Um em cada três milionários da América Latina está no Brasil. Sete em cada cem desempregados de todo o mundo também. Como se vê, ser latino-americano traz consequências diferentes segundo o lugar que se ocupa na pirâmide social e nas preocupações dos que nestes oito anos nada fizeram para mudar essa realidade. Eles, que governaram longos oito anos, não podem escapulir do que Jean Ziegler, representante da ONU, denominou um "verdadeiro genocídio social".
Para a reconstrução de um Brasil diferente, temos de mudar o rumo e as prioridades. Para este gigantesco esforço serão necessárias todas as forças da nação: governo, empresários e trabalhadores, juntos, num contrato social pelo progresso e pela retomada do emprego no país. Este selo de união será indispensável para a obtenção da tranquilidade e da paz social para o enfrentamento da situação desastrada herdada e o encaminhamento das mudanças ungidas pelas urnas.
Esse caminho é possível, além de necessário, preservando o país do retorno da inflação descontrolada, cumprindo os contratos internacionais, mantendo a responsabilidade fiscal -como as administrações do PT praticam diariamente-, ampliando as exportações e substituindo certas importações para assegurar um superávit primário e começar a reduzir nosso excessivo endividamento.
Para que esse caminho seja trilhado, é preciso que uma liderança como Lula possa reunir a seu lado os melhores representantes dos diversos setores sociais dispostos a ampliar o mercado interno, desenvolver as potencialidades de nosso povo, reduzir as desigualdades sociais e permitir aos brasileiros acesso aos bens elementares de que todo ser humano necessita: alimentação, saúde, educação, habitação e saneamento.

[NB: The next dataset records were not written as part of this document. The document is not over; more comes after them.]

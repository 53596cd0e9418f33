use objdb_types::{ClassTag, FieldIndex};
use thiserror::Error;

/// A class or field reference that the schema registry could not resolve.
#[derive(Debug, Clone, PartialEq, Eq, Error)]
pub enum SchemaResolutionFailure {
    #[error("unknown class {0}")]
    UnknownClass(ClassTag),

    #[error("unknown field {field} in class {class}")]
    UnknownField { class: ClassTag, field: FieldIndex },
}

/// Structural defects in encoded record bytes.
#[derive(Debug, Clone, PartialEq, Eq, Error)]
pub enum CorruptReason {
    #[error("truncated header: {0} bytes")]
    TruncatedHeader(usize),

    #[error("truncated field {position} of {count}")]
    TruncatedField { position: u16, count: u16 },

    #[error("field {0} appears more than once")]
    DuplicateField(FieldIndex),

    #[error("{0} trailing bytes after last field")]
    TrailingBytes(usize),
}

/// Errors produced by record encoding and decoding.
#[derive(Debug, Clone, PartialEq, Eq, Error)]
pub enum CodecError {
    #[error("schema resolution failed: {0}")]
    Schema(#[from] SchemaResolutionFailure),

    #[error("corrupt record: {0}")]
    Corrupt(#[from] CorruptReason),

    #[error("value of field {field} is {len} bytes, limit is 65535")]
    ValueTooLong { field: FieldIndex, len: usize },

    #[error("record has {0} fields, limit is 65535")]
    TooManyFields(usize),
}

/// Result alias for codec operations.
pub type CodecResult<T> = Result<T, CodecError>;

Ninguém pode se servir do medo para tentar impor ao povo qualquer restrição na escolha de suas autoridades


Um país soberano, em suma, inserido na economia mundial e aberto para o mundo, mas voltado para seu desenvolvimento como nação.
Isso é possível com a condição de que os interesses do Brasil sejam preservados acima dos interesses mesquinhos dos que lucram com a crise e dos que, como o governo e seu candidato, iniciam os incêndios para depois aparecerem disfarçados de bombeiro.
Quero reiterar que ninguém pode se servir do medo para tentar impor ao povo brasileiro qualquer restrição na escolha de suas autoridades. A disputa eleitoral não pode se utilizar de métodos que desestabilizem o país e ponham em risco sua economia. O país terá de escolher entre os especuladores e a crise ou Lula e a defesa do Brasil.
O que precisamos é de mudanças alavancadas em projetos consistentes de desenvolvimento, não da continuidade da atual política, que nos leva ao abismo de mais desemprego, mais violência urbana e mais pobreza. Os que, durante oito anos, pouco conseguiram em benefício dos mais humildes querem que todos se comprometam a defender mais do mesmo remédio. Aliás, esse remédio não cura o paciente, que é o povo brasileiro, e, contradizendo o que disse o presidente outro dia, tampouco acalma o mercado. Temos de trocar de médico e também de remédio, dando uma chance ao Lula.
O compromisso do PT e do Lula é com a mudança, a inclusão social, a democracia, a estabilidade econômica e o desenvolvimento com distribuição de renda. Não temos medo do futuro do Brasil, saberemos mudar para melhor.


Marta Suplicy, 56, psicanalista, é prefeita do município de São Paulo e membro da Executiva Nacional do PT.